YOUR INSTRUCTIONS = Please filter the entries for the word "FakeTransport" and copy every line that has it.

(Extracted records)
= = = = =

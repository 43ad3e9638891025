//! Content verification primitives for downloaded artifacts.
//!
//! Hashing is incremental so files of any size are verified in a single
//! streaming pass with a bounded buffer.
//!
//! # Example
//!
//! ```
//! use depot_verify::{Sha256Hasher, VerifiedReader};
//!
//! let data = b"hello world";
//! let expected = Sha256Hasher::digest(data);
//!
//! let mut reader = VerifiedReader::new(&data[..], Sha256Hasher::new());
//! let mut scratch = [0u8; 4];
//! reader.consume(&mut scratch).unwrap();
//!
//! assert_eq!(reader.finish(&expected).unwrap(), 11);
//! ```

pub use self::error::{Result, VerificationError};
pub use self::file::{FileVerdict, verify_file};
pub use self::hasher::{Hasher, Sha256Hasher};
pub use self::reader::VerifiedReader;

mod error;
mod file;
mod hasher;
mod reader;
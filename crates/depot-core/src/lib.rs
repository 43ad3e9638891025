//! Shared vocabulary for depot.
//!
//! - [`StorageQuantity`] - byte counts on a 1024-based unit ladder, the common
//!   currency for every size comparison
//! - [`Catalog`] - the immutable registry of downloadable [`Artifact`]s, each
//!   tagged with an explicit [`Family`]

mod catalog;
mod error;
mod quantity;

pub use catalog::{Artifact, Catalog, CatalogBuilder, Family, CHECKSUM_ALGORITHM};
pub use error::{CatalogError, QuantityParseError, Result};
pub use quantity::{StorageQuantity, StorageUnit};
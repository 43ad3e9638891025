use std::fs::File;
use std::io;
use std::path::Path;

use crate::{Result, Sha256Hasher, VerificationError, VerifiedReader};

const READ_BUFFER: usize = 64 * 1024;

/// Outcome of comparing an on-disk file against its expected length and digest.
#[derive(Debug, Clone, PartialEq, Eq)]
pub enum FileVerdict {
    Intact,
    Missing,
    LengthMismatch { expected: u64, actual: u64 },
    ChecksumMismatch { expected: String, actual: String },
}

impl FileVerdict {
    pub fn is_intact(&self) -> bool { matches!(self, Self::Intact) }
}

/// Verify `path` against `expected_len` bytes and a hex SHA-256 digest.
///
/// The length is compared first; the O(n) digest is only computed when the
/// length already matches. Hex comparison is case-insensitive.
pub fn verify_file(path: &Path, expected_len: u64, expected_hex: &str) -> Result<FileVerdict> {
    let expected = hex::decode(expected_hex.trim())
        .map_err(|_| VerificationError::InvalidDigest(expected_hex.to_string()))?;

    let metadata = match std::fs::metadata(path) {
        Ok(m) if m.is_file() => m,
        Ok(_) => return Ok(FileVerdict::Missing),
        Err(e) if e.kind() == io::ErrorKind::NotFound => return Ok(FileVerdict::Missing),
        Err(e) => return Err(e.into()),
    };

    if metadata.len() != expected_len {
        return Ok(FileVerdict::LengthMismatch {
            expected: expected_len,
            actual:   metadata.len(),
        });
    }

    let mut reader = VerifiedReader::new(File::open(path)?, Sha256Hasher::new());
    let mut buffer = vec![0u8; READ_BUFFER];
    reader.consume(&mut buffer)?;

    match reader.finish(&expected) {
        Ok(_) => Ok(FileVerdict::Intact),
        Err(VerificationError::Mismatch { expected, actual }) => Ok(FileVerdict::ChecksumMismatch {
            expected: hex::encode(expected),
            actual:   hex::encode(actual),
        }),
        Err(e) => Err(e),
    }
}

#[cfg(test)]
mod tests {
    use super::*;
    use tempfile::tempdir;

    const HELLO: &str = "b94d27b9934d3e08a52e52d7da7dabfac484efe37a5380ee9088f7ace2efcde9";

    #[test]
    fn test_intact_file() {
        let dir = tempdir().unwrap();
        let path = dir.path().join("hello.txt");
        std::fs::write(&path, b"hello world").unwrap();

        assert_eq!(verify_file(&path, 11, HELLO).unwrap(), FileVerdict::Intact);
        assert_eq!(verify_file(&path, 11, &HELLO.to_uppercase()).unwrap(), FileVerdict::Intact);
    }

    #[test]
    fn test_missing_file() {
        let dir = tempdir().unwrap();
        assert_eq!(
            verify_file(&dir.path().join("absent"), 11, HELLO).unwrap(),
            FileVerdict::Missing
        );
        assert_eq!(verify_file(dir.path(), 11, HELLO).unwrap(), FileVerdict::Missing);
    }

    #[test]
    fn test_length_checked_before_digest() {
        let dir = tempdir().unwrap();
        let path = dir.path().join("short.txt");
        std::fs::write(&path, b"hello").unwrap();

        assert_eq!(
            verify_file(&path, 11, HELLO).unwrap(),
            FileVerdict::LengthMismatch {
                expected: 11,
                actual:   5,
            }
        );
    }

    #[test]
    fn test_checksum_mismatch() {
        let dir = tempdir().unwrap();
        let path = dir.path().join("tampered.txt");
        std::fs::write(&path, b"hello_world").unwrap();

        match verify_file(&path, 11, HELLO).unwrap() {
            FileVerdict::ChecksumMismatch { expected, actual } => {
                assert_eq!(expected, HELLO);
                assert_eq!(actual, Sha256Hasher::hex_digest(b"hello_world"));
            }
            other => panic!("unexpected verdict: {other:?}"),
        }
    }

    #[test]
    fn test_invalid_digest() {
        let dir = tempdir().unwrap();
        assert!(matches!(
            verify_file(&dir.path().join("x"), 0, "zz"),
            Err(VerificationError::InvalidDigest(_))
        ));
    }
}
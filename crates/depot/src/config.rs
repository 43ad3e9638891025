use std::path::{Path, PathBuf};
use std::sync::Arc;
use std::time::Duration;

use depot_core::{QuantityParseError, StorageQuantity};
use depot_fetch::TransferOptions;
use depot_space::{DfProbe, DiskProbe, StatvfsProbe};
use serde::{Deserialize, Serialize};
use thiserror::Error;

pub const DESTINATION_ENV: &str = "DEPOT_DESTINATION";
pub const MIN_FREE_SPACE_ENV: &str = "DEPOT_MIN_FREE_SPACE";

const CLUSTER_DESTINATION: &str = "/agent";
const LOCAL_DESTINATION: &str = "/tmp/agent";

#[derive(Debug, Error)]
pub enum ConfigError {
    #[error("failed to read config {}: {source}", path.display())]
    Read {
        path:   PathBuf,
        #[source]
        source: std::io::Error,
    },

    #[error(transparent)]
    Parse(#[from] toml::de::Error),

    #[error("invalid value {value:?} for {var}: {source}")]
    InvalidEnv {
        var:    &'static str,
        value:  String,
        #[source]
        source: QuantityParseError,
    },

    #[error("invalid config: {0}")]
    Invalid(String),
}

/// When the family's old versions are evicted relative to the transfer.
#[derive(Debug, Clone, Copy, PartialEq, Eq, Default, Serialize, Deserialize)]
#[serde(rename_all = "snake_case")]
pub enum EvictionPolicy {
    /// Keep `max_retain - 1` files before transferring, leaving headroom for
    /// the incoming one.
    #[default]
    BeforeTransfer,
    /// Keep `max_retain` files once the new file is verified. A failed
    /// transfer leaves the retained set untouched.
    AfterSuccess,
}

#[derive(Debug, Clone, Copy, PartialEq, Eq, Default, Serialize, Deserialize)]
#[serde(rename_all = "snake_case")]
pub enum ProbeKind {
    #[default]
    Statvfs,
    Df,
}

impl ProbeKind {
    pub fn build(self) -> Arc<dyn DiskProbe> {
        match self {
            Self::Statvfs => Arc::new(StatvfsProbe),
            Self::Df => Arc::new(DfProbe),
        }
    }
}

/// Runtime settings for a [`Downloader`](crate::Downloader).
///
/// Every field has a default, so a TOML file only needs the keys it
/// overrides:
///
/// ```
/// use depot::{DepotConfig, EvictionPolicy, StorageQuantity};
///
/// let config = DepotConfig::from_toml_str(r#"
///     destination = "/srv/agents"
///     min_free_space = "1GB"
///     eviction = "after_success"
/// "#).unwrap();
///
/// assert_eq!(config.min_free_space, StorageQuantity::gb(1));
/// assert_eq!(config.eviction, EvictionPolicy::AfterSuccess);
/// assert_eq!(config.max_retain, 3);
/// ```
#[derive(Debug, Clone, PartialEq, Eq, Serialize, Deserialize)]
#[serde(default)]
pub struct DepotConfig {
    pub destination:               PathBuf,
    pub timeout_secs:              u64,
    pub min_free_space:            StorageQuantity,
    pub max_retain:                usize,
    pub buffer_size:               StorageQuantity,
    pub sample_interval_secs:      u64,
    pub sample_wait_secs:          u64,
    pub lock_attempt_timeout_secs: u64,
    pub lock_retries:              u32,
    pub concurrency:               usize,
    pub eviction:                  EvictionPolicy,
    pub probe:                     ProbeKind,
    pub verify_after_transfer:     bool,
}

impl Default for DepotConfig {
    fn default() -> Self {
        Self {
            destination:               default_destination(),
            timeout_secs:              5 * 60,
            min_free_space:            StorageQuantity::mb(245),
            max_retain:                3,
            buffer_size:               StorageQuantity::kb(8),
            sample_interval_secs:      10,
            sample_wait_secs:          60,
            lock_attempt_timeout_secs: 150,
            lock_retries:              3,
            concurrency:               4,
            eviction:                  EvictionPolicy::default(),
            probe:                     ProbeKind::default(),
            verify_after_transfer:     true,
        }
    }
}

/// `/agent` inside a Kubernetes pod, `/tmp/agent` elsewhere.
pub fn default_destination() -> PathBuf {
    if std::env::var_os("KUBERNETES_SERVICE_HOST").is_some() {
        PathBuf::from(CLUSTER_DESTINATION)
    } else {
        PathBuf::from(LOCAL_DESTINATION)
    }
}

impl DepotConfig {
    pub fn load(path: &Path) -> Result<Self, ConfigError> {
        let text = std::fs::read_to_string(path).map_err(|source| ConfigError::Read {
            path: path.to_path_buf(),
            source,
        })?;
        Self::from_toml_str(&text)
    }

    pub fn from_toml_str(text: &str) -> Result<Self, ConfigError> {
        let config: Self = toml::from_str(text)?;
        config.validate()?;
        Ok(config)
    }

    pub fn validate(&self) -> Result<(), ConfigError> {
        if self.concurrency == 0 {
            return Err(ConfigError::Invalid("concurrency must be at least 1".into()));
        }
        if self.max_retain == 0 {
            return Err(ConfigError::Invalid("max_retain must be at least 1".into()));
        }
        if self.sample_interval_secs == 0 {
            return Err(ConfigError::Invalid("sample_interval_secs must be at least 1".into()));
        }
        if self.destination.as_os_str().is_empty() {
            return Err(ConfigError::Invalid("destination must not be empty".into()));
        }
        Ok(())
    }

    /// Overlay `DEPOT_DESTINATION` and `DEPOT_MIN_FREE_SPACE` from the
    /// process environment.
    pub fn apply_env(self) -> Result<Self, ConfigError> { self.apply_env_from(|var| std::env::var(var).ok()) }

    pub fn apply_env_from(mut self, lookup: impl Fn(&str) -> Option<String>) -> Result<Self, ConfigError> {
        if let Some(dest) = lookup(DESTINATION_ENV).filter(|v| !v.trim().is_empty()) {
            self.destination = PathBuf::from(dest.trim());
        }
        if let Some(value) = lookup(MIN_FREE_SPACE_ENV) {
            self.min_free_space = value.parse().map_err(|source| ConfigError::InvalidEnv {
                var: MIN_FREE_SPACE_ENV,
                value,
                source,
            })?;
        }
        Ok(self)
    }

    #[must_use]
    pub fn destination(mut self, destination: impl Into<PathBuf>) -> Self {
        self.destination = destination.into();
        self
    }

    #[must_use]
    pub fn min_free_space(mut self, quantity: StorageQuantity) -> Self {
        self.min_free_space = quantity;
        self
    }

    #[must_use]
    pub fn max_retain(mut self, max_retain: usize) -> Self {
        self.max_retain = max_retain;
        self
    }

    #[must_use]
    pub fn timeout_secs(mut self, secs: u64) -> Self {
        self.timeout_secs = secs;
        self
    }

    #[must_use]
    pub fn buffer_size(mut self, size: StorageQuantity) -> Self {
        self.buffer_size = size;
        self
    }

    #[must_use]
    pub fn sample_interval_secs(mut self, secs: u64) -> Self {
        self.sample_interval_secs = secs;
        self
    }

    #[must_use]
    pub fn sample_wait_secs(mut self, secs: u64) -> Self {
        self.sample_wait_secs = secs;
        self
    }

    #[must_use]
    pub fn lock_attempt_timeout_secs(mut self, secs: u64) -> Self {
        self.lock_attempt_timeout_secs = secs;
        self
    }

    #[must_use]
    pub fn lock_retries(mut self, retries: u32) -> Self {
        self.lock_retries = retries;
        self
    }

    #[must_use]
    pub fn concurrency(mut self, concurrency: usize) -> Self {
        self.concurrency = concurrency;
        self
    }

    #[must_use]
    pub fn eviction(mut self, policy: EvictionPolicy) -> Self {
        self.eviction = policy;
        self
    }

    #[must_use]
    pub fn probe(mut self, probe: ProbeKind) -> Self {
        self.probe = probe;
        self
    }

    #[must_use]
    pub fn verify_after_transfer(mut self, verify: bool) -> Self {
        self.verify_after_transfer = verify;
        self
    }

    pub fn transfer_timeout(&self) -> Duration { Duration::from_secs(self.timeout_secs) }

    pub fn sample_interval(&self) -> Duration { Duration::from_secs(self.sample_interval_secs) }

    pub fn sample_wait(&self) -> Duration { Duration::from_secs(self.sample_wait_secs) }

    pub fn lock_attempt_timeout(&self) -> Duration { Duration::from_secs(self.lock_attempt_timeout_secs) }

    pub fn transfer_options(&self) -> TransferOptions {
        TransferOptions::default()
            .buffer_size(self.buffer_size)
            .timeout(self.transfer_timeout())
    }
}

#[cfg(test)]
mod tests {
    use super::*;

    #[test]
    fn test_defaults() {
        let config = DepotConfig::default();
        assert_eq!(config.timeout_secs, 300);
        assert_eq!(config.min_free_space, StorageQuantity::mb(245));
        assert_eq!(config.max_retain, 3);
        assert_eq!(config.transfer_options().chunk_len(), 8 * 1024);
        assert_eq!(config.lock_attempt_timeout(), Duration::from_secs(150));
        assert_eq!(config.eviction, EvictionPolicy::BeforeTransfer);
        assert!(config.verify_after_transfer);
    }

    #[test]
    fn test_partial_toml() {
        let config = DepotConfig::from_toml_str(
            r#"
            destination = "/data/agents"
            buffer_size = "64KB"
            probe = "df"
            lock_retries = 0
            "#,
        )
        .unwrap();
        assert_eq!(config.destination, PathBuf::from("/data/agents"));
        assert_eq!(config.buffer_size, StorageQuantity::kb(64));
        assert_eq!(config.probe, ProbeKind::Df);
        assert_eq!(config.lock_retries, 0);
        assert_eq!(config.concurrency, 4);
    }

    #[test]
    fn test_rejects_bad_values() {
        assert!(matches!(
            DepotConfig::from_toml_str("concurrency = 0"),
            Err(ConfigError::Invalid(_))
        ));
        assert!(matches!(
            DepotConfig::from_toml_str("max_retain = 0"),
            Err(ConfigError::Invalid(_))
        ));
        assert!(matches!(
            DepotConfig::default().sample_interval_secs(0).validate(),
            Err(ConfigError::Invalid(_))
        ));
        assert!(matches!(
            DepotConfig::from_toml_str("min_free_space = \"lots\""),
            Err(ConfigError::Parse(_))
        ));
        assert!(matches!(
            DepotConfig::from_toml_str("eviction = \"never\""),
            Err(ConfigError::Parse(_))
        ));
    }

    #[test]
    fn test_env_overlay() {
        let config = DepotConfig::default()
            .apply_env_from(|var| match var {
                DESTINATION_ENV => Some("/mnt/cache".into()),
                MIN_FREE_SPACE_ENV => Some("2GB".into()),
                _ => None,
            })
            .unwrap();
        assert_eq!(config.destination, PathBuf::from("/mnt/cache"));
        assert_eq!(config.min_free_space, StorageQuantity::gb(2));

        let err = DepotConfig::default()
            .apply_env_from(|var| (var == MIN_FREE_SPACE_ENV).then(|| "many".to_string()))
            .unwrap_err();
        assert!(matches!(err, ConfigError::InvalidEnv { var: MIN_FREE_SPACE_ENV, .. }));
    }

    #[test]
    fn test_load_from_file() {
        let dir = tempfile::tempdir().unwrap();
        let path = dir.path().join("depot.toml");
        std::fs::write(&path, "max_retain = 5\nsample_wait_secs = 2\n").unwrap();

        let config = DepotConfig::load(&path).unwrap();
        assert_eq!(config.max_retain, 5);
        assert_eq!(config.sample_wait(), Duration::from_secs(2));
        assert!(matches!(
            DepotConfig::load(&dir.path().join("missing.toml")),
            Err(ConfigError::Read { .. })
        ));
    }
}
//! Session lifecycle integration tests.
//!
//! Local-backend tests drive a real `/bin/sh` and are Unix-only; remote
//! tests run against a scripted in-memory transport that echoes input and
//! honors the close-once contract.

use std::sync::atomic::{AtomicBool, AtomicUsize, Ordering};
use std::sync::{Arc, Mutex};
use std::time::Duration;

use async_trait::async_trait;
use tokio::sync::{broadcast, mpsc, Notify};
use tokio::time::timeout;

use term_relay::{
    BroadcastSink, Config, ConnectionInfo, EventKind, OutputEvent, RemoteAuth, RemoteChannel,
    RemoteConnection, RemoteShell, RemoteTransport, Result, SessionKind, SessionOrchestrator,
    SessionStatus, TermRelayError,
};

const EVENT_TIMEOUT: Duration = Duration::from_secs(10);

// ============================================================================
// Helpers
// ============================================================================

type EventRx = broadcast::Receiver<(String, OutputEvent)>;

async fn next_event(rx: &mut EventRx) -> (String, OutputEvent) {
    timeout(EVENT_TIMEOUT, rx.recv())
        .await
        .expect("timed out waiting for event")
        .expect("event stream closed")
}

/// Receive events until one on `topic` satisfies the predicate.
async fn wait_for(rx: &mut EventRx, topic: &str, pred: impl Fn(&OutputEvent) -> bool) -> OutputEvent {
    loop {
        let (t, event) = next_event(rx).await;
        if t == topic && pred(&event) {
            return event;
        }
    }
}

/// Receive the next event published on `topic`, skipping other sessions.
async fn next_on_topic(rx: &mut EventRx, topic: &str) -> OutputEvent {
    loop {
        let (t, event) = next_event(rx).await;
        if t == topic {
            return event;
        }
    }
}

/// After the exit event, nothing further may arrive for the session.
async fn assert_stream_ended(rx: &mut EventRx, topic: &str) {
    loop {
        match timeout(Duration::from_millis(250), rx.recv()).await {
            Err(_) => return,
            Ok(Ok((t, event))) => {
                assert_ne!(t, topic, "event published after exit: {:?}", event);
            }
            Ok(Err(_)) => return,
        }
    }
}

async fn wait_connected(rx: &mut EventRx, topic: &str) {
    wait_for(rx, topic, |e| {
        e.kind == EventKind::Status && e.data == "connected"
    })
    .await;
}

fn connection_info() -> ConnectionInfo {
    ConnectionInfo {
        host: "build-02.internal".into(),
        port: 22,
        username: "deploy".into(),
        auth: RemoteAuth::Password("secret".into()),
    }
}

// ============================================================================
// Scripted remote transport
// ============================================================================

/// Echoes every write back as output; closes once; reports exit code 0.
struct FakeChannel {
    out_tx: Mutex<Option<mpsc::Sender<Vec<u8>>>>,
    closed: AtomicBool,
    close_count: AtomicUsize,
    notify: Notify,
    geometry: Mutex<(u16, u16)>,
}

impl FakeChannel {
    fn new(out_tx: mpsc::Sender<Vec<u8>>) -> Self {
        Self {
            out_tx: Mutex::new(Some(out_tx)),
            closed: AtomicBool::new(false),
            close_count: AtomicUsize::new(0),
            notify: Notify::new(),
            geometry: Mutex::new((80, 24)),
        }
    }
}

#[async_trait]
impl RemoteChannel for FakeChannel {
    async fn write(&self, data: &[u8]) -> Result<()> {
        let sender = self.out_tx.lock().unwrap().clone();
        match sender {
            Some(tx) => tx
                .send(data.to_vec())
                .await
                .map_err(|_| TermRelayError::WriteFailed),
            None => Err(TermRelayError::WriteFailed),
        }
    }

    async fn resize(&self, cols: u16, rows: u16) -> Result<()> {
        *self.geometry.lock().unwrap() = (cols, rows);
        Ok(())
    }

    fn is_connected(&self) -> bool {
        !self.closed.load(Ordering::SeqCst)
    }

    async fn close(&self) {
        if self.closed.swap(true, Ordering::SeqCst) {
            return;
        }
        self.close_count.fetch_add(1, Ordering::SeqCst);
        // Ends output delivery so the pump sees EOF.
        self.out_tx.lock().unwrap().take();
        self.notify.notify_waiters();
    }

    async fn wait_closed(&self) -> Option<i32> {
        loop {
            if self.closed.load(Ordering::SeqCst) {
                return Some(0);
            }
            let notified = self.notify.notified();
            if self.closed.load(Ordering::SeqCst) {
                return Some(0);
            }
            notified.await;
        }
    }
}

struct FakeConnection {
    fail_open: bool,
    disconnects: AtomicUsize,
    channel: Mutex<Option<Arc<FakeChannel>>>,
}

#[async_trait]
impl RemoteConnection for FakeConnection {
    async fn open_shell(&self, _cols: u16, _rows: u16) -> Result<RemoteShell> {
        if self.fail_open {
            return Err(TermRelayError::ChannelOpenFailed("pty refused".into()));
        }
        let (out_tx, out_rx) = mpsc::channel(32);
        let channel = Arc::new(FakeChannel::new(out_tx));
        *self.channel.lock().unwrap() = Some(Arc::clone(&channel));
        Ok(RemoteShell {
            channel,
            output: out_rx,
        })
    }

    async fn disconnect(&self) {
        self.disconnects.fetch_add(1, Ordering::SeqCst);
    }
}

#[derive(Default)]
struct FakeTransport {
    fail_connect: bool,
    fail_open: bool,
    last: Mutex<Option<Arc<FakeConnection>>>,
}

#[async_trait]
impl RemoteTransport for FakeTransport {
    async fn connect(&self, _info: &ConnectionInfo) -> Result<Arc<dyn RemoteConnection>> {
        if self.fail_connect {
            return Err(TermRelayError::ConnectionFailed("host unreachable".into()));
        }
        let connection = Arc::new(FakeConnection {
            fail_open: self.fail_open,
            disconnects: AtomicUsize::new(0),
            channel: Mutex::new(None),
        });
        *self.last.lock().unwrap() = Some(Arc::clone(&connection));
        Ok(connection)
    }
}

= = = = =

WRITTEN ANSWER =
struct FakeTransport {
impl RemoteTransport for FakeTransport {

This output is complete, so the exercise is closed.